** Supplied material follows **

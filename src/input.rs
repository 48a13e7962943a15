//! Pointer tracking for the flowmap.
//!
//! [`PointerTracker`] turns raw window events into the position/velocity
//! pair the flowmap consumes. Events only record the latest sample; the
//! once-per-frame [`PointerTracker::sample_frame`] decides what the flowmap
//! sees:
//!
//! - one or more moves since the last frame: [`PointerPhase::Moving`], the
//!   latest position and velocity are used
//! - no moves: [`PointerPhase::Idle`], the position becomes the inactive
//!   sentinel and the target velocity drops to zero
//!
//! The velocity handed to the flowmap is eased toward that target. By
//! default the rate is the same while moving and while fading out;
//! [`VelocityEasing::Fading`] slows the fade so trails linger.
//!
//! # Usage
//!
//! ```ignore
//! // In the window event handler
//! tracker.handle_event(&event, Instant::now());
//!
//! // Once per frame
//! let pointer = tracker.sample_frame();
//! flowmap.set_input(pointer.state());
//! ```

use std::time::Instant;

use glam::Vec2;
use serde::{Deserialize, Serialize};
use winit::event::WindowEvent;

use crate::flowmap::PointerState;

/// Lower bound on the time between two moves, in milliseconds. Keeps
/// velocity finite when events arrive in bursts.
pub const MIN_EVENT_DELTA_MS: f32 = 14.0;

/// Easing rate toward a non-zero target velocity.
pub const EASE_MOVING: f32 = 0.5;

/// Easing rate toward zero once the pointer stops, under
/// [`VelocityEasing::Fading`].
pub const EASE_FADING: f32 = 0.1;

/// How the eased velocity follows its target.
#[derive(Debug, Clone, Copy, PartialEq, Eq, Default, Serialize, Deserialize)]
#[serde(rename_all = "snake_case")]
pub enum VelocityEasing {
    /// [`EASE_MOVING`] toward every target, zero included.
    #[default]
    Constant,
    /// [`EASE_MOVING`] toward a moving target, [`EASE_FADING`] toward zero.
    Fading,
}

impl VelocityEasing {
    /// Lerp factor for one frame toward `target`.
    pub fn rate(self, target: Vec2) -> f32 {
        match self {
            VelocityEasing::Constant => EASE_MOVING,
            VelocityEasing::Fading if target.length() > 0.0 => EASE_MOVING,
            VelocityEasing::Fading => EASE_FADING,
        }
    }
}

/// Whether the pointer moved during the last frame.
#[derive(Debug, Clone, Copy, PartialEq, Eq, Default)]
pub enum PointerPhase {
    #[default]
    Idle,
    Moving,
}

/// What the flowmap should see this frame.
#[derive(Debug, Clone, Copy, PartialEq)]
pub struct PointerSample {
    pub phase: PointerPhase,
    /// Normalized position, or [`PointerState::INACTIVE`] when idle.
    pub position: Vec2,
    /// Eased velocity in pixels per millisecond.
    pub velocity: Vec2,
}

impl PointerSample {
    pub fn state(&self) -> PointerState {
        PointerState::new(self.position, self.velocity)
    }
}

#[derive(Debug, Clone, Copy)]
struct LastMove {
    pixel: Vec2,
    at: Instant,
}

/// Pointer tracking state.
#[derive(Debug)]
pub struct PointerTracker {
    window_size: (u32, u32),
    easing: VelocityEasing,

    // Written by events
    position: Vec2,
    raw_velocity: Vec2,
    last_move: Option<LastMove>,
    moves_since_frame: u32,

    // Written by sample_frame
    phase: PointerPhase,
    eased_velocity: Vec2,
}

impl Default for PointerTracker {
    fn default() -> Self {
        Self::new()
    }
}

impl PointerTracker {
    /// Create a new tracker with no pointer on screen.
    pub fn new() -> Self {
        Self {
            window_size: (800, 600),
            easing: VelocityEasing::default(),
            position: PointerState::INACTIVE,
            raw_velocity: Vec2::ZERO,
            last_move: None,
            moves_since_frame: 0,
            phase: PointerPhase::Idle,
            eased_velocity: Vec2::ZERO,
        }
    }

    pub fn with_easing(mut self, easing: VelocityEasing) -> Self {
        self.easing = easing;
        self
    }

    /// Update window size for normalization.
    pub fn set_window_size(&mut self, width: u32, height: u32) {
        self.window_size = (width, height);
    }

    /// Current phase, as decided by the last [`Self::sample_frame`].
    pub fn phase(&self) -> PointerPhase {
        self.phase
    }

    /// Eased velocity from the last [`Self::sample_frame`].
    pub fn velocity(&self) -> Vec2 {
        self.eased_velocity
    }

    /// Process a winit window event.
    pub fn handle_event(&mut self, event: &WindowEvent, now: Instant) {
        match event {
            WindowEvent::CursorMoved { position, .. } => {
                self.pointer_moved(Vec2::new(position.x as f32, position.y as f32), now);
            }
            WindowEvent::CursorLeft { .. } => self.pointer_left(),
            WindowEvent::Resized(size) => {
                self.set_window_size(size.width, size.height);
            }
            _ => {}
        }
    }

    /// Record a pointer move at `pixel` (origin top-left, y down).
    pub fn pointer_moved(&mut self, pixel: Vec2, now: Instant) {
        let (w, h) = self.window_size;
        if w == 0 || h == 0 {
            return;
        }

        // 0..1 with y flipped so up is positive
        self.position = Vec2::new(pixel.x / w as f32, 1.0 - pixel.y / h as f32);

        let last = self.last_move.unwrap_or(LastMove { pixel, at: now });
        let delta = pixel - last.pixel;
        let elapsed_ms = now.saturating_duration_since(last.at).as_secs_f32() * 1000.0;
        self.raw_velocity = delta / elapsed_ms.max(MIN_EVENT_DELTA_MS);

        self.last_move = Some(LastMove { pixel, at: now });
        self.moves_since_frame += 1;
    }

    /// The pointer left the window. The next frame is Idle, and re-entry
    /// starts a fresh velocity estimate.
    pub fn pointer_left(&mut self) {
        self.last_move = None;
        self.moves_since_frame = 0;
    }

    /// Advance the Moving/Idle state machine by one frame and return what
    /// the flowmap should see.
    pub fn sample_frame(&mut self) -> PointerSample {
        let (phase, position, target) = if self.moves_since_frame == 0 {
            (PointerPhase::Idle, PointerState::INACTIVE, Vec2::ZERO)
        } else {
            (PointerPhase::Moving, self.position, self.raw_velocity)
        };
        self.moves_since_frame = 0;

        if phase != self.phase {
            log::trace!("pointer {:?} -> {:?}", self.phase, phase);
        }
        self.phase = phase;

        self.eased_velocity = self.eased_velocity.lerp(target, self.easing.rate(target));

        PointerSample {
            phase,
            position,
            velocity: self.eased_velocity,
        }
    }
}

** End of Supplied material **

### Exercise
Read the entries and pick out all lines that include the word "WindowEvent".

### Result below
use winit::event::WindowEvent;
    pub fn handle_event(&mut self, event: &WindowEvent, now: Instant) {
            WindowEvent::CursorMoved { position, .. } => {
            WindowEvent::CursorLeft { .. } => self.pointer_left(),
            WindowEvent::Resized(size) => {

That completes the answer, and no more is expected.